Anson froze, sensing my detachment. Then, his eyes fell on my hand, and he grabbed my wrist.
"Sera, what happened to your wrist?"
His alarm seemed genuine, which I found almost comical.
What are you pretending for, Anson? It was your men, the ones you sent disguised as debt collectors, who did this to me. Why act innocent now?
A wave of exhaustion washed over me. Perhaps I was just too tired to confront the mountain of lies.
"It's nothing. I fell." I pulled my hand back. "The doctor said it'll heal with time."
Anson let out a visible sigh of relief. "Oh, thank God."
He took my hand again, his expression softening as he laced his fingers through mine.
"It's your right wrist, too. If it were serious, it would affect your painting. You'd be crying your eyes out."
His tone was deliberately gentle, a mockery of the way he used to dote on me. Each word was a needle in my heart.
I once had a gift. My art was my life. International awards, critical acclaim everyone said I had a brilliant future.
But for him, to get him out of that prison he was never in, I took on risky medical trials for cash. I let his thugs beat me. I let them shatter the bones in my wrist.
Now, I couldn't even hold a brush.
And it was all for a game. A "punishment" he had designed. How utterly laughable.
The entire ride home, I was silent. Anson, sensing my mood, chattered nervously, feeding me a long, rambling story. It was obvious he'd rehearsed it, lines pulled from the internet about prison life, all to make his three-year vacation sound believable.
I listened with half an ear. When he finally paused for breath, I asked quietly, "Anson."
"Have I ever done anything wrong?"
He flinched, his eyes instantly turning red-rimmed as he looked at me. "Sera, what's wrong? Why would you ask that?"
I suddenly remembered my last "visit" to the prison. I had saved up for weeks to buy meat, a luxury for me, and cooked his favorite dish to bring to him. I remembered how he'd wrinkled his nose and refused to eat it. Of course he did. He probably thought the meat was cheap and disgusting.
I thought he was suffering, wasting away in a cell. In reality, he was globe-trotting with his little secretary, dining on gourmet food and imported delicacies. How could he possibly eat the scraps I brought him? That prison visit was just another scene in his play, a performance that cost him a hundred and twenty dollars to stage.
I felt like the world's biggest fool, a plaything they had been amusing themselves with for three years.
Seeing my tears, Anson panicked, fumbling to wipe them away. "Sera, why are you crying? Did someone hurt you?"
I looked him straight in the eye. "If someone hurt me, what would you do?"
"Would you still keep your promise? The one where you swore you'd protect me with your life?"
He grabbed a tissue, dabbing clumsily at my cheeks, his movements frantic.
He answered without a moment's hesitation. "Anything, Sera. I'd do anything for you. Just say the word."
I held his gaze, searching those sincere-looking eyes.
"Really?"
"I want you to kill Jenny."
Anson's head snapped up, his face a mask of shock. "What did you say?"
A flicker of panic crossed his features. "Are you misunderstanding something?" He was so terrified I'd discovered his secret that his whole body tensed.
"After the company went bankrupt, Jenny resigned and moved abroad.

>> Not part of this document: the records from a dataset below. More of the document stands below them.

/// One unit of work: a material on a site, or a caller-supplied seed URL.
#[derive(Debug, Clone)]
pub struct CrawlTarget {
    /// Display label, e.g. `"White cement @ buildersmart"`.
    pub label: String,
    pub material: Option<String>,
    pub site: Option<String>,
    /// Normalised origin URLs, fetched at depth 0.
    pub seeds: Vec<String>,
    /// Caller seeds may be the answer themselves; constructed search URLs
    /// only count when they turn out to be listings.
    pub seeds_are_candidates: bool,
    pub tokens: Vec<String>,
    /// Domain hint; only hosts on this domain are queued or returned.
    pub domain: String,
    pub budget: CrawlBudget,
}

impl CrawlTarget {
    /// Search a site for a material. The query may be alias-normalised but
    /// scoring tokens always come from the material name itself.
    pub fn for_material(
        material: &str,
        site: &SiteProfile,
        config: &ScoutConfig,
        budget: CrawlBudget,
    ) -> Self {
        let query = config.search_term(material);
        let seeds = site
            .search_urls(&query)
            .iter()
            .filter_map(|u| url_rules::normalize_url(u))
            .collect();
        Self {
            label: format!("{} @ {}", material.trim(), site.id),
            material: Some(material.trim().to_string()),
            site: Some(site.id.clone()),
            seeds,
            seeds_are_candidates: false,
            tokens: material::tokenize(material),
            domain: site.domain.clone(),
            budget,
        }
    }

    /// Explore from a caller-supplied starting URL. A seed on a configured
    /// site takes that site's domain as its hint.
    pub fn for_seed(seed: &str, budget: CrawlBudget, sites: &[SiteProfile]) -> Result<Self> {
        let invalid = || ScoutError::InvalidSeed(seed.to_string());
        let url = url::Url::parse(seed.trim()).map_err(|_| invalid())?;
        if !matches!(url.scheme(), "http" | "https") {
            return Err(invalid());
        }
        let host = url.host_str().ok_or_else(invalid)?;
        let known = sites.iter().find(|s| url_rules::host_matches(host, &s.domain));
        let domain = match known {
            Some(site) => site.domain.clone(),
            None => url_rules::domain_hint_for(&url).ok_or_else(invalid)?,
        };
        let normalized = url_rules::normalize_url(url.as_str()).ok_or_else(invalid)?;
        Ok(Self {
            label: seed.trim().to_string(),
            material: None,
            site: known.map(|s| s.id.clone()),
            seeds: vec![normalized],
            seeds_are_candidates: true,
            tokens: material::seed_tokens(&url),
            domain,
            budget,
        })
    }
}

/// Cooperative cancellation flag, checked before every fetch.
#[derive(Debug, Clone, Default)]
pub struct CancelToken(Arc<AtomicBool>);

impl CancelToken {
    pub fn new() -> Self {
        Self::default()
    }

    pub fn cancel(&self) {
        self.0.store(true, Ordering::SeqCst);
    }

    pub fn is_cancelled(&self) -> bool {
        self.0.load(Ordering::SeqCst)
    }
}

/// Controller lifecycle.
#[derive(Debug, Clone, Copy, PartialEq, Eq, Serialize)]
#[serde(rename_all = "snake_case")]
pub enum CrawlState {
    Idle,
    Running,
    Succeeded,
    Exhausted,
    Failed,
}

/// Terminal outcome reported to the caller.
#[derive(Debug, Clone, Copy, PartialEq, Eq, Serialize)]
#[serde(rename_all = "snake_case")]
pub enum CrawlOutcome {
    Succeeded,
    Exhausted,
    Failed,
}

/// Why exploration stopped.
#[derive(Debug, Clone, Copy, PartialEq, Eq, Serialize)]
#[serde(rename_all = "snake_case")]
pub enum StopReason {
    ListingFound,
    QueueEmpty,
    PageBudget,
    TimeBudget,
    Cancelled,
}

/// Why an exhausted crawl has no result.
#[derive(Debug, Clone, Copy, PartialEq, Eq, Serialize)]
#[serde(rename_all = "snake_case")]
pub enum EmptyReason {
    /// Every fetch failed or nothing was queued.
    NoPagesFetched,
    /// Pages were fetched but nothing was relevant or classifiable.
    NoRelevantCandidate,
}

impl EmptyReason {
    pub fn message(&self) -> &'static str {
        match self {
            EmptyReason::NoPagesFetched => "no pages could be fetched for this target",
            EmptyReason::NoRelevantCandidate => {
                "pages were fetched but no listing or relevant candidate was found"
            }
        }
    }
}

/// A result URL with its score provenance.
#[derive(Debug, Clone, PartialEq, Serialize)]
pub struct RankedLink {
    pub url: String,
    pub score: i64,
    pub breakdown: ScoreBreakdown,
    pub class: PageClass,
    /// Product cards counted when the page was visited.
    pub card_count: Option<usize>,
    /// Depth at which the link was discovered.
    pub depth: usize,
    /// Found only by the raw-source scan.
    pub fallback: bool,
}
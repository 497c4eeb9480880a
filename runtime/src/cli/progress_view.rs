//! Live crawl progress on stderr: an `indicatif` bar, or raw event lines.

use crate::progress::{CrawlEvent, CrawlEventKind, ProgressReceiver};
use indicatif::{ProgressBar, ProgressStyle};
use std::time::Duration;
use tokio::sync::broadcast::error::RecvError;
use tokio::task::JoinHandle;

/// How progress events are shown.
#[derive(Debug, Clone, Copy, PartialEq, Eq)]
pub enum ProgressMode {
    /// One bar over all targets.
    Bar,
    /// Every event as a JSON line.
    Events,
    Off,
}

/// Drain `rx` on a background task until every sender is dropped.
pub fn spawn(mut rx: ProgressReceiver, total: usize, mode: ProgressMode) -> JoinHandle<()> {
    tokio::spawn(async move {
        let bar = (mode == ProgressMode::Bar).then(|| target_bar(total));
        loop {
            match rx.recv().await {
                Ok(event) => match mode {
                    ProgressMode::Events => print_event(&event),
                    ProgressMode::Bar => {
                        if let Some(ref bar) = bar {
                            update_bar(bar, &event);
                        }
                    }
                    ProgressMode::Off => {}
                },
                Err(RecvError::Lagged(n)) => tracing::debug!("progress display skipped {n} events"),
                Err(RecvError::Closed) => break,
            }
        }
        if let Some(bar) = bar {
            bar.finish_and_clear();
        }
    })
}

fn target_bar(total: usize) -> ProgressBar {
    let bar = ProgressBar::new(total as u64);
    let style = ProgressStyle::with_template("  {spinner:.cyan} [{pos}/{len}] {wide_msg}")
        .expect("valid template")
        .tick_chars("\u{25b8}\u{25b9}\u{25b8}\u{25b9}\u{25b8}");
    bar.set_style(style);
    bar.enable_steady_tick(Duration::from_millis(120));
    bar
}

fn update_bar(bar: &ProgressBar, event: &CrawlEvent) {
    match &event.event {
        CrawlEventKind::TargetStarted { .. } => bar.set_message(event.target.clone()),
        CrawlEventKind::PageVisited { url, .. } => {
            bar.set_message(format!("{}: {url}", event.target));
        }
        CrawlEventKind::FetchFailed { .. } => {}
        CrawlEventKind::TargetFinished { .. } => bar.inc(1),
    }
}

fn print_event(event: &CrawlEvent) {
    if let Ok(line) = serde_json::to_string(event) {
        eprintln!("{line}");
    }
}
//! Page fetch strategies behind one interface.
//!
//! A `FetchBackend` opens one `PageFetcher` session per crawl target. The
//! static backend issues plain GETs; the rendered backend drives a browser
//! tab, waits for `document.body` and a short settle delay, then reads the
//! DOM. Either way `fetch` never fails: timeouts, transport errors and
//! non-2xx responses all come back as a `PageFetch` with a failed status.

use crate::acquisition::http_client::{self, HttpClient};
use crate::cartography::rate_limiter::HostRateLimiter;
use crate::config::FetchConfig;
use crate::error::{Result, ScoutError};
use crate::renderer::chromium::ChromiumRenderer;
use crate::renderer::{NavigationTimeout, NoopRenderer, RenderContext, Renderer};
use async_trait::async_trait;
use serde::Serialize;
use std::sync::Arc;
use std::time::{Duration, Instant};

/// Outcome of loading one URL.
#[derive(Debug, Clone, PartialEq, Eq, Serialize)]
#[serde(tag = "kind", content = "detail", rename_all = "snake_case")]
pub enum FetchStatus {
    Ok,
    Timeout,
    Failed(String),
}

/// Result of loading one URL. Discarded after extraction.
#[derive(Debug, Clone)]
pub struct PageFetch {
    pub url: String,
    /// URL after redirects; equal to `url` when unknown.
    pub final_url: String,
    /// Markup (or serialised DOM). Empty unless `status` is `Ok`.
    pub html: String,
    pub status: FetchStatus,
    pub http_status: Option<u16>,
    pub elapsed_ms: u64,
}

impl PageFetch {
    pub fn ok(url: &str, final_url: String, html: String, http_status: Option<u16>) -> Self {
        Self {
            url: url.to_string(),
            final_url,
            html,
            status: FetchStatus::Ok,
            http_status,
            elapsed_ms: 0,
        }
    }

    pub fn failed(url: &str, reason: impl Into<String>, http_status: Option<u16>) -> Self {
        Self {
            url: url.to_string(),
            final_url: url.to_string(),
            html: String::new(),
            status: FetchStatus::Failed(reason.into()),
            http_status,
            elapsed_ms: 0,
        }
    }

    pub fn timeout(url: &str) -> Self {
        Self {
            status: FetchStatus::Timeout,
            ..Self::failed(url, "", None)
        }
    }

    pub fn is_ok(&self) -> bool {
        self.status == FetchStatus::Ok
    }

    fn timed(mut self, started: Instant) -> Self {
        self.elapsed_ms = started.elapsed().as_millis() as u64;
        self
    }
}

/// Opens fetch sessions. Shared by every target in a batch.
#[async_trait]
pub trait FetchBackend: Send + Sync {
    /// Acquire a session for one crawl target.
    ///
    /// Fails with `RenderUnavailable` when no rendering session can start.
    async fn open_session(&self) -> Result<Box<dyn PageFetcher>>;

    /// Short name for logs and the doctor report.
    fn name(&self) -> &'static str;
}

/// A sequential fetch session owned by one crawl target.
#[async_trait]
pub trait PageFetcher: Send {
    async fn fetch(&mut self, url: &str) -> PageFetch;
    /// Release the session. Called on every exit path of a target run.
    async fn close(self: Box<Self>);
}

// ── Static fetch ────────────────────────────────────────────────────────────

/// Plain HTTP GET backend.
pub struct HttpBackend {
    client: HttpClient,
    limiter: Arc<HostRateLimiter>,
}

impl HttpBackend {
    pub fn new(config: &FetchConfig, limiter: Arc<HostRateLimiter>) -> Result<Self> {
        let client = HttpClient::new(config)
            .map_err(|e| ScoutError::Config(format!("cannot build HTTP client: {e}")))?;
        Ok(Self { client, limiter })
    }
}

#[async_trait]
impl FetchBackend for HttpBackend {
    async fn open_session(&self) -> Result<Box<dyn PageFetcher>> {
        Ok(Box::new(StaticFetcher {
            client: self.client.clone(),
            limiter: Arc::clone(&self.limiter),
        }))
    }

    fn name(&self) -> &'static str {
        "static"
    }
}

/// One GET per page.
pub struct StaticFetcher {
    client: HttpClient,
    limiter: Arc<HostRateLimiter>,
}

#[async_trait]
impl PageFetcher for StaticFetcher {
    async fn fetch(&mut self, url: &str) -> PageFetch {
        self.limiter.acquire(url).await;
        let started = Instant::now();
        let page = match self.client.get(url).await {
            Ok(resp) if resp.is_success() && resp.is_markup() => {
                PageFetch::ok(url, resp.final_url, resp.body, Some(resp.status))
            }
            Ok(resp) if resp.is_success() => PageFetch::failed(
                url,
                format!("not a page: {}", resp.content_type.unwrap_or_default()),
                Some(resp.status),
            ),
            Ok(resp) => PageFetch::failed(url, format!("HTTP {}", resp.status), Some(resp.status)),
            Err(e) if http_client::is_timeout(&e) => PageFetch::timeout(url),
            Err(e) => PageFetch::failed(url, e.to_string(), None),
        };
        page.timed(started)
    }

    async fn close(self: Box<Self>) {}
}

// ── Rendered fetch ──────────────────────────────────────────────────────────

/// Browser-backed fetches, one tab per crawl target.
pub struct RenderedBackend {
    renderer: Arc<dyn Renderer>,
    config: FetchConfig,
    limiter: Arc<HostRateLimiter>,
}

impl RenderedBackend {
    pub fn new(renderer: Arc<dyn Renderer>, config: FetchConfig, limiter: Arc<HostRateLimiter>) -> Self {
        Self {
            renderer,
            config,
            limiter,
        }
    }

    /// Launch Chromium. When it cannot start, every session request fails
    /// with `RenderUnavailable` so each target reports it explicitly.
    pub async fn launch(headless: bool, config: FetchConfig, limiter: Arc<HostRateLimiter>) -> Self {
        let renderer: Arc<dyn Renderer> = match ChromiumRenderer::launch(headless, &config).await {
            Ok(r) => Arc::new(r),
            Err(e) => {
                tracing::warn!("Chromium unavailable: {e:#}");
                Arc::new(NoopRenderer::new(format!("{e:#}")))
            }
        };
        Self::new(renderer, config, limiter)
    }
}

#[async_trait]
impl FetchBackend for RenderedBackend {
    async fn open_session(&self) -> Result<Box<dyn PageFetcher>> {
        let ctx = self
            .renderer
            .new_context()
            .await
            .map_err(|e| ScoutError::RenderUnavailable(format!("{e:#}")))?;
        Ok(Box::new(RenderedFetcher {
            ctx,
            config: self.config.clone(),
            limiter: Arc::clone(&self.limiter),
        }))
    }

    fn name(&self) -> &'static str {
        "rendered"
    }
}

/// A browser tab driven sequentially.
pub struct RenderedFetcher {
    ctx: Box<dyn RenderContext>,
    config: FetchConfig,
    limiter: Arc<HostRateLimiter>,
}

impl RenderedFetcher {
    /// Ceiling for one whole rendered load: navigation, readiness polling,
    /// settling and DOM serialisation.
    fn page_deadline(&self) -> Duration {
        Duration::from_millis(self.config.timeout_ms + self.config.ready_timeout_ms + self.config.settle_ms)
    }

    async fn load(&mut self, url: &str) -> PageFetch {
        let nav = match self.ctx.navigate(url, self.config.timeout_ms).await {
            Ok(nav) => nav,
            Err(e) if e.downcast_ref::<NavigationTimeout>().is_some() => {
                return PageFetch::timeout(url)
            }
            Err(e) => return PageFetch::failed(url, format!("{e:#}"), None),
        };
        if let Some(status) = nav.status.filter(|s| !(200..300).contains(s)) {
            return PageFetch::failed(url, format!("HTTP {status}"), Some(status));
        }

        match self.ctx.wait_until_ready(self.config.ready_timeout_ms).await {
            Ok(true) => {}
            Ok(false) => tracing::debug!("{url}: no document.body after {}ms", self.config.ready_timeout_ms),
            Err(e) => return PageFetch::failed(url, format!("readiness check failed: {e:#}"), None),
        }
        if self.config.settle_ms > 0 {
            tokio::time::sleep(Duration::from_millis(self.config.settle_ms)).await;
        }

        match self.ctx.get_html().await {
            Ok(html) => PageFetch::ok(url, nav.final_url, html, nav.status),
            Err(e) => PageFetch::failed(url, format!("{e:#}"), nav.status),
        }
    }
}

#[async_trait]
impl PageFetcher for RenderedFetcher {
    async fn fetch(&mut self, url: &str) -> PageFetch {
        self.limiter.acquire(url).await;
        let started = Instant::now();
        let deadline = self.page_deadline();
        let page = match tokio::time::timeout(deadline, self.load(url)).await {
            Ok(page) => page,
            Err(_) => {
                tracing::debug!("{url}: rendered load exceeded {deadline:?}");
                PageFetch::timeout(url)
            }
        };
        page.timed(started)
    }

    async fn close(self: Box<Self>) {
        if let Err(e) = self.ctx.close().await {
            tracing::debug!("closing render context failed: {e:#}");
        }
    }
}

I haven't had any contact with her."
"Did she come back and bother you while I was away? If she did, I swear I'll make her pay!"

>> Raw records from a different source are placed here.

//! Application configuration from environment variables.
//!
//! | Variable | Default |
//! |---|---|
//! | `NEXTRIDE_BIND` | `127.0.0.1:3000` |
//! | `NEXTRIDE_OVAPI_URL` | `http://v0.ovapi.nl` |
//! | `NEXTRIDE_SCHEDULE_URL` | unset (scheduled source disabled) |
//! | `NEXTRIDE_TIMEZONE` | `Europe/Amsterdam` |
//! | `NEXTRIDE_MAX_CANDIDATES` | `10` |
//! | `NEXTRIDE_RADIUS_KM` | `10` (at most 50) |
//! | `NEXTRIDE_DISPLAY_LIMIT` | `10` |
//! | `NEXTRIDE_FETCH_TIMEOUT_SECS` | `10` |
//! | `NEXTRIDE_HOME_LAT`, `NEXTRIDE_HOME_LON` | unset |
//! | `NEXTRIDE_USER_AGENT` | `nextride/<version>` |

use std::net::SocketAddr;
use std::str::FromStr;

use chrono_tz::Tz;

use crate::cache::CacheConfig;
use crate::domain::Coordinate;
use crate::realtime::RealtimeConfig;
use crate::resolver::{MAX_RADIUS_KM, ResolverConfig};
use crate::schedule::ScheduleConfig;
use crate::stops::CatalogClientConfig;

/// Default listen address.
const DEFAULT_BIND: &str = "127.0.0.1:3000";

/// An environment variable held an unusable value.
#[derive(Debug, Clone, PartialEq, Eq, thiserror::Error)]
#[error("invalid {var}: {message}")]
pub struct ConfigError {
    pub var: &'static str,
    pub message: String,
}

/// Complete configuration for the server.
#[derive(Debug, Clone)]
pub struct AppConfig {
    pub bind: SocketAddr,
    pub realtime: RealtimeConfig,
    pub schedule: ScheduleConfig,
    pub catalog: CatalogClientConfig,
    pub resolver: ResolverConfig,
    pub cache: CacheConfig,
    /// Position reported by the server-side geolocator.
    pub home: Option<Coordinate>,
}

impl AppConfig {
    /// Read configuration from the process environment.
    pub fn from_env() -> Result<Self, ConfigError> {
        Self::from_lookup(|key| std::env::var(key).ok())
    }

    /// Read configuration through `lookup`, which returns a variable's
    /// value if set.
    pub fn from_lookup(lookup: impl Fn(&str) -> Option<String>) -> Result<Self, ConfigError> {
        let get = |key: &str| lookup(key).map(|v| v.trim().to_string()).filter(|v| !v.is_empty());

        let bind = parse_or(&get, "NEXTRIDE_BIND", || {
            SocketAddr::from_str(DEFAULT_BIND).map_err(|e| e.to_string())
        })?;

        let timezone: Tz = match get("NEXTRIDE_TIMEZONE") {
            Some(name) => name.parse().map_err(|e| ConfigError {
                var: "NEXTRIDE_TIMEZONE",
                message: format!("{e}"),
            })?,
            None => chrono_tz::Europe::Amsterdam,
        };

        let defaults = ResolverConfig::default();
        let resolver = ResolverConfig::default()
            .with_timezone(timezone)
            .with_max_candidates(parse_or(&get, "NEXTRIDE_MAX_CANDIDATES", || {
                Ok(defaults.max_candidates)
            })?)
            .with_max_radius_km(parse_or(&get, "NEXTRIDE_RADIUS_KM", || {
                Ok(defaults.max_radius_km)
            })?)
            .with_display_limit(parse_or(&get, "NEXTRIDE_DISPLAY_LIMIT", || {
                Ok(defaults.display_limit)
            })?)
            .with_fetch_timeout(parse_or(&get, "NEXTRIDE_FETCH_TIMEOUT_SECS", || {
                Ok(defaults.fetch_timeout_secs)
            })?);

        if !(resolver.max_radius_km > 0.0 && resolver.max_radius_km <= MAX_RADIUS_KM) {
            return Err(ConfigError {
                var: "NEXTRIDE_RADIUS_KM",
                message: format!("must be in (0, {MAX_RADIUS_KM}]"),
            });
        }
        if resolver.max_candidates == 0 {
            return Err(ConfigError {
                var: "NEXTRIDE_MAX_CANDIDATES",
                message: "must be at least 1".to_string(),
            });
        }

        let mut realtime = RealtimeConfig::new()
            .with_timezone(timezone)
            .with_timeout(resolver.fetch_timeout_secs);
        let mut schedule = ScheduleConfig::new()
            .with_timezone(timezone)
            .with_timeout(resolver.fetch_timeout_secs);
        let mut catalog = CatalogClientConfig::new();

        if let Some(url) = get("NEXTRIDE_OVAPI_URL") {
            realtime = realtime.with_base_url(url.clone());
            catalog = catalog.with_base_url(url);
        }
        if let Some(url) = get("NEXTRIDE_SCHEDULE_URL") {
            schedule = schedule.with_base_url(url);
        }
        if let Some(agent) = get("NEXTRIDE_USER_AGENT") {
            realtime = realtime.with_user_agent(agent.clone());
            schedule = schedule.with_user_agent(agent.clone());
            catalog = catalog.with_user_agent(agent);
        }

        let home = match (get("NEXTRIDE_HOME_LAT"), get("NEXTRIDE_HOME_LON")) {
            (None, None) => None,
            (Some(lat), Some(lon)) => {
                let lat: f64 = parse_value("NEXTRIDE_HOME_LAT", &lat)?;
                let lon: f64 = parse_value("NEXTRIDE_HOME_LON", &lon)?;
                Some(Coordinate::new(lat, lon).map_err(|e| ConfigError {
                    var: "NEXTRIDE_HOME_LAT",
                    message: e.to_string(),
                })?)
            }
            (Some(_), None) | (None, Some(_)) => {
                return Err(ConfigError {
                    var: "NEXTRIDE_HOME_LAT",
                    message: "NEXTRIDE_HOME_LAT and NEXTRIDE_HOME_LON must be set together"
                        .to_string(),
                });
            }
        };

        Ok(Self {
            bind,
            realtime,
            schedule,
            catalog,
            resolver,
            cache: CacheConfig::default(),
            home,
        })
    }
}

fn parse_value<T>(var: &'static str, value: &str) -> Result<T, ConfigError>
where
    T: FromStr,
    T::Err: std::fmt::Display,
{
    value.parse().map_err(|e: T::Err| ConfigError {
        var,
        message: format!("{value:?}: {e}"),
    })
}

fn parse_or<T>(
    get: &impl Fn(&str) -> Option<String>,
    var: &'static str,
    default: impl FnOnce() -> Result<T, String>,
) -> Result<T, ConfigError>
where
    T: FromStr,
    T::Err: std::fmt::Display,
{
    match get(var) {
        Some(value) => parse_value(var, &value),
        None => default().map_err(|message| ConfigError { var, message }),
    }
}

I reached out and touched his arm, a bitter laugh escaping my lips. "I'm just kidding."
"Killing someone is illegal."
"You just got out of prison. I wouldn't want you to go back in, would I?" I added softly. "I was just teasing."

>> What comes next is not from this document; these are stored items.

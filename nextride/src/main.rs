use std::error::Error;

use tracing::{info, warn};
use tracing_subscriber::EnvFilter;

use nextride::cache::CachedSource;
use nextride::config::AppConfig;
use nextride::geolocate::FixedGeolocator;
use nextride::realtime::RealtimeClient;
use nextride::resolver::DepartureService;
use nextride::schedule::ScheduleClient;
use nextride::stops::{StopCatalogClient, StopIndex};
use nextride::web::{AppState, create_router};

#[tokio::main]
async fn main() -> Result<(), Box<dyn Error>> {
    tracing_subscriber::fmt()
        .with_env_filter(
            EnvFilter::try_from_default_env()
                .unwrap_or_else(|_| EnvFilter::new("nextride=info")),
        )
        .init();

    let config = AppConfig::from_env()?;

    let realtime = CachedSource::new(RealtimeClient::new(config.realtime.clone())?, &config.cache);
    let scheduled = ScheduleClient::new(config.schedule.clone())?;
    if !scheduled.is_configured() {
        warn!("NEXTRIDE_SCHEDULE_URL not set; timetable fallback disabled");
    }
    if config.home.is_none() {
        warn!("NEXTRIDE_HOME_LAT/LON not set; /api/departures needs lat and lon");
    }

    let index = StopIndex::new(StopCatalogClient::new(config.catalog.clone())?);
    let service = DepartureService::new(
        FixedGeolocator::new(config.home),
        index,
        realtime,
        scheduled,
        config.resolver.clone(),
    );
    let state = AppState::new(service);

    // Warm the stop catalog without delaying startup; queries load it on
    // demand if this has not finished.
    let warm = state.clone();
    // The index logs the outcome itself.
    tokio::spawn(async move {
        let _ = warm.service.index().load().await;
    });

    let app = create_router(state);

    let listener = tokio::net::TcpListener::bind(config.bind).await?;
    info!(addr = %config.bind, "nextride listening");
    axum::serve(listener, app).await?;

    Ok(())
}
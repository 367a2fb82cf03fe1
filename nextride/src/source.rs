//! The departure source capability.
//!
//! Two providers implement it: the live real-time feed and the scheduled
//! GTFS backend. Each owns its raw payload types and normalization; callers
//! only ever see [`DepartureQueryResult`].

use std::future::Future;

use crate::domain::{DepartureQueryResult, SourceKind, StopCode};

/// Why a source could not produce departures for a stop.
#[derive(Debug, Clone, PartialEq, Eq, thiserror::Error)]
pub enum SourceError {
    /// The stop has no upcoming departures in this source. Expected and
    /// frequent: many stops have no live tracking, and tracked stops are
    /// often empty outside service hours.
    #[error("no departures")]
    NoData,

    /// Network failure, timeout, error status, unparseable body, or the
    /// source is not configured.
    #[error("source unavailable: {0}")]
    Unavailable(String),

    /// The body was well-formed JSON of the wrong shape.
    #[error("malformed payload: {0}")]
    Malformed(String),
}

/// A provider of departures for a single stop.
pub trait DepartureSource: Send + Sync {
    /// Which kind of data this source yields.
    fn kind(&self) -> SourceKind;

    /// Fetch and normalize departures for `stop`.
    ///
    /// Never returns a successful result with zero departures; an empty
    /// board is [`SourceError::NoData`].
    fn fetch(
        &self,
        stop: &StopCode,
    ) -> impl Future<Output = Result<DepartureQueryResult, SourceError>> + Send;
}

/// Map a JSON decoding failure onto the source error taxonomy.
///
/// Syntax errors and truncated bodies are transport-level problems; valid
/// JSON of the wrong shape is a schema violation.
pub(crate) fn classify_json_error(err: &serde_json::Error, body: &str) -> SourceError {
    use serde_json::error::Category;

    match err.classify() {
        Category::Data => SourceError::Malformed(format!(
            "{err} (body: {})",
            body.chars().take(200).collect::<String>()
        )),
        Category::Syntax | Category::Eof | Category::Io => {
            SourceError::Unavailable(format!("unparseable response: {err}"))
        }
    }
}

#[cfg(test)]
mod tests {
    use super::*;

    #[derive(Debug, serde::Deserialize)]
    #[allow(dead_code)]
    struct Shape {
        items: Vec<u32>,
    }

    #[test]
    fn wrong_shape_is_malformed() {
        let body = r#"{"items": "not a list"}"#;
        let err = serde_json::from_str::<Shape>(body).unwrap_err();
        assert!(matches!(
            classify_json_error(&err, body),
            SourceError::Malformed(_)
        ));
    }

    #[test]
    fn truncated_body_is_unavailable() {
        let body = r#"{"items": [1, 2"#;
        let err = serde_json::from_str::<Shape>(body).unwrap_err();
        assert!(matches!(
            classify_json_error(&err, body),
            SourceError::Unavailable(_)
        ));
    }

    #[test]
    fn html_error_page_is_unavailable() {
        let body = "<html>502 Bad Gateway</html>";
        let err = serde_json::from_str::<Shape>(body).unwrap_err();
        assert!(matches!(
            classify_json_error(&err, body),
            SourceError::Unavailable(_)
        ));
    }

    #[test]
    fn error_display() {
        assert_eq!(SourceError::NoData.to_string(), "no departures");
        assert_eq!(
            SourceError::Unavailable("timed out".into()).to_string(),
            "source unavailable: timed out"
        );
    }
}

I turned away, busying myself with something in my purse so he wouldn't see the expression on my face.
He thought it was just a joke. He relaxed, letting out a breath he didn't realize he was holding.
"Sera, I'm so sorry."
"You've suffered so much these past three years."
I didn't look back at him, but a cold thought echoed in my mind.
Don't worry.
Your real punishment is just beginning.